Rhizobium lentis

Scientific classification
- Domain: Bacteria
- Kingdom: Pseudomonadati
- Phylum: Pseudomonadota
- Class: Alphaproteobacteria
- Order: Hyphomicrobiales
- Family: Rhizobiaceae
- Genus: Rhizobium
- Species: R. lentis
- Binomial name: Rhizobium lentis Harun-or Rashid et al. 2015

= Rhizobium lentis =

- Genus: Rhizobium
- Species: lentis
- Authority: Harun-or Rashid et al. 2015

Species of bacterium

Rhizobium lentis is a gram-negative bacterium which was isolated from root nodules of lentils in Bangladesh.

== Description ==
Rhizobium lentis are rod-shaped bacteria found in the soil. They require oxygen and do not form spores.

Rhizobium lentis grow well on YEMA medium agar, where they form colonies which are circular, convex and creamy white. These bacteria grow at 12–37 °C but can survive at temperatures as low as 4 °C. Strains grow well at pH 5.5 to 8.2. Most of the strains studied are resistant to ampicillin, kanamycin and nalidixic acid. Strains do not tolerate tetracycline and do not show any growth on LB medium.

Rhizobium lentis can utilize α-D lactose, β-methyl-D-glucoside, D-sorbitol, D-mannito, D-arbitol-glycerol, D-fructose-6-phosphate, L-aspartic acid, D-gluconic acid, mucic acid, D-lactic acid methyl ester, L-lactic acid, L-histidine, β-hydroxy-D, L-butyric acid, D-malic acid, L-malic acid, acetic acid and formic acid. They are unable to utilize D-maltose, D-trehalose, D-cellobiose, gentiobiose, sucrose, D-raffinose, α-D-glucose, D-turanose, D-melibose, mannose, galactose, 3-methyle glucose, inosine, D-aspartic acid, glycyl-L-proline, L-alanine, L-arginine, L-serine, pectine, D-saccharic acid, p-hydroxy-phenylacetic acid, methyl pyruvate, citric acid, bromo-succinic acid, acetoacetic acid or propionic acid. R. lentis can grow in the presence of the antibiotic compounds lincomycin, tetrazolium violet and tetrazolium blue but not with 1% sodium lactate, troleandomycin, lithium chloride, potassium tellurite or sodium butyrate.

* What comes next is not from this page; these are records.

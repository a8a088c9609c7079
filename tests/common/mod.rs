#![allow(dead_code)]

use std::sync::Arc;

use agora::auth::{Role, TokenIssuer};
use agora::models::Id;
use agora::repo::inmem::InMemRepo;
use agora::repo::MemberRepo;
use agora::services::account::{Login, Registration};
use agora::AppState;

pub const SECRET: &str = "test-secret-must-be-32-bytes-long!!";
pub const PASSWORD: &str = "correct horse battery";

/// Shared state over an ephemeral repository. `admin` registers as Admin.
pub struct Forum {
    pub state: AppState,
    pub repo: Arc<InMemRepo>,
}

impl Forum {
    pub async fn new() -> Self {
        let repo = Arc::new(InMemRepo::ephemeral());
        let state = AppState::new(repo.clone(), TokenIssuer::new(SECRET, 1), vec!["admin".into()]);
        state.services.shared.ensure_sentinel().await.unwrap();
        Self { state, repo }
    }

    /// Registers `name` and returns its id and a bearer header value.
    pub async fn member(&self, name: &str) -> (Id, String) {
        let account = self.state.services.account.register(Registration {
            username: name.into(),
            password: PASSWORD.into(),
            first_name: String::new(),
            last_name: String::new(),
            birth_date: None,
        }).await.unwrap();
        let token = self.state.services.account
            .login(Login { username: name.into(), password: PASSWORD.into() })
            .await
            .unwrap()
            .token;
        (account.id, format!("Bearer {token}"))
    }

    /// Changes the stored role directly; tokens already issued stay valid.
    pub async fn promote(&self, id: Id, role: Role) {
        let mut m = self.repo.get_member(id).await.unwrap();
        m.role = role;
        self.repo.save_member(&m).await.unwrap();
    }
}

#[macro_export]
macro_rules! app {
    ($forum:expr) => {
        actix_web::test::init_service(
            actix_web::App::new()
                .app_data(actix_web::web::Data::new($forum.state.clone()))
                .configure(agora::config),
        )
        .await
    };
}
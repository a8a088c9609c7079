use std::sync::Arc;

use chrono::{NaiveDate, Utc};
use serde::{Deserialize, Serialize};
use tracing::{error, info};
use utoipa::ToSchema;

use super::shared::{optional_text, SharedService};
use crate::auth::{hash_password, verify_password, Claims, Role, TokenIssuer};
use crate::error::ApiError;
use crate::models::*;
use crate::repo::{Repo, RepoError};

const USERNAME_MIN: usize = 3;
const USERNAME_MAX: usize = 32;
const PASSWORD_MIN: usize = 8;

#[derive(Debug, Clone, Serialize, Deserialize, ToSchema)]
pub struct Registration {
    pub username: String,
    pub password: String,
    #[serde(default)]
    pub first_name: String,
    #[serde(default)]
    pub last_name: String,
    pub birth_date: Option<NaiveDate>,
}

#[derive(Debug, Clone, Serialize, Deserialize, ToSchema)]
pub struct Login {
    pub username: String,
    pub password: String,
}

#[derive(Debug, Clone, Serialize, Deserialize, ToSchema)]
pub struct ChangePassword {
    pub current_password: String,
    pub new_password: String,
}

#[derive(Debug, Serialize, ToSchema)]
pub struct AccountView {
    pub id: Id,
    pub username: String,
    pub role: Role,
    pub blocked: bool,
}

#[derive(Debug, Serialize, ToSchema)]
pub struct TokenResponse {
    pub token: String,
    pub account: AccountView,
}

impl From<&Member> for AccountView {
    fn from(m: &Member) -> Self {
        AccountView {
            id: m.id,
            username: m.username.clone(),
            role: m.role,
            blocked: m.is_blocked(Utc::now()),
        }
    }
}

#[derive(Clone)]
pub struct AccountService {
    repo: Arc<dyn Repo>,
    shared: SharedService,
    tokens: TokenIssuer,
    bootstrap_admins: Arc<Vec<String>>,
}

impl AccountService {
    pub fn new(repo: Arc<dyn Repo>, shared: SharedService, tokens: TokenIssuer, bootstrap_admins: Vec<String>) -> Self {
        Self { repo, shared, tokens, bootstrap_admins: Arc::new(bootstrap_admins) }
    }

    pub async fn register(&self, reg: Registration) -> Result<AccountView, ApiError> {
        let username = validate_username(&reg.username)?;
        validate_password(&reg.password)?;
        if reg.birth_date.is_some_and(|d| d > Utc::now().date_naive()) {
            return Err(ApiError::validation("birth_date cannot be in the future"));
        }
        let role = if self.bootstrap_admins.iter().any(|a| a.eq_ignore_ascii_case(&username)) {
            Role::Admin
        } else {
            Role::User
        };
        let password_hash = hash_password(&reg.password).map_err(|e| {
            error!(error = %e, "password hashing failed");
            ApiError::Internal
        })?;
        let member = self.repo.create_member(NewMember {
            username,
            password_hash,
            first_name: optional_text("first_name", &reg.first_name, 50)?,
            last_name: optional_text("last_name", &reg.last_name, 50)?,
            birth_date: reg.birth_date,
            role,
        }).await?;
        info!(member = member.id, role = role.as_str(), "account registered");
        Ok(AccountView::from(&member))
    }

    /// Unknown user and wrong password are indistinguishable to the caller.
    pub async fn login(&self, login: Login) -> Result<TokenResponse, ApiError> {
        let member = match self.repo.find_member(login.username.trim()).await {
            Ok(m) => m,
            Err(RepoError::NotFound) => return Err(ApiError::Unauthorized),
            Err(e) => return Err(e.into()),
        };
        if member.is_sentinel() || !verify_password(&login.password, &member.password_hash) {
            return Err(ApiError::Unauthorized);
        }
        let token = self.tokens.issue(&member).map_err(|e| {
            error!(error = %e, "token signing failed");
            ApiError::Internal
        })?;
        Ok(TokenResponse { token, account: AccountView::from(&member) })
    }

    pub async fn me(&self, auth: Option<&Claims>) -> Result<AccountView, ApiError> {
        let member = self.shared.require_member(auth).await?;
        Ok(AccountView::from(&member))
    }

    pub async fn change_password(&self, auth: Option<&Claims>, req: ChangePassword) -> Result<(), ApiError> {
        let mut member = self.shared.require_member(auth).await?;
        if !verify_password(&req.current_password, &member.password_hash) {
            return Err(ApiError::validation("current password is incorrect"));
        }
        validate_password(&req.new_password)?;
        member.password_hash = hash_password(&req.new_password).map_err(|e| {
            error!(error = %e, "password hashing failed");
            ApiError::Internal
        })?;
        self.repo.save_member(&member).await?;
        info!(member = member.id, "password changed");
        Ok(())
    }
}

fn validate_username(raw: &str) -> Result<String, ApiError> {
    let name = raw.trim();
    let len = name.chars().count();
    if !(USERNAME_MIN..=USERNAME_MAX).contains(&len) {
        return Err(ApiError::validation(format!(
            "username must be {USERNAME_MIN} to {USERNAME_MAX} characters"
        )));
    }
    if !name.chars().all(|c| c.is_ascii_alphanumeric() || matches!(c, '_' | '-' | '.')) {
        return Err(ApiError::validation("username may contain letters, digits, '_', '-' and '.'"));
    }
    if name.eq_ignore_ascii_case(DELETED_MEMBER) {
        return Err(ApiError::validation("username is reserved"));
    }
    Ok(name.to_string())
}

fn validate_password(password: &str) -> Result<(), ApiError> {
    if password.chars().count() < PASSWORD_MIN {
        return Err(ApiError::validation(format!("password must be at least {PASSWORD_MIN} characters")));
    }
    Ok(())
}

#[cfg(test)]
mod tests {
    use super::*;

    #[test]
    fn usernames_are_checked() {
        assert_eq!(validate_username("  alice ").unwrap(), "alice");
        assert!(validate_username("al").is_err());
        assert!(validate_username("has space").is_err());
        assert!(validate_username("deleted").is_err());
    }

    #[test]
    fn short_passwords_rejected() {
        assert!(validate_password("short").is_err());
        assert!(validate_password("long enough").is_ok());
    }
}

The type strain of R. lentis is BLR27T (= LMG 28441T = DSMZ 29286T).

== Applications ==
Different strains of this species can form nodules and enhance growth of lentil, peas and lathyrus.

== Genetics ==
Rhizobium lentis is genetically very closely related to the related species Rhizobium etli and Rhizobum phaseoli. The GC-content of the type strain's DNA is 61.1%.

The genome sequence is available from the National Center for Biotechnology Information and the European nucleotide archive.

== History ==
Rhizobium lentis was first described in 2015 after being isolated from root nodules of Lens culinaris in the Natore district of Bangladesh. It was named "lentis" in reference to Lens, the plant genus from which the bacteria were isolated.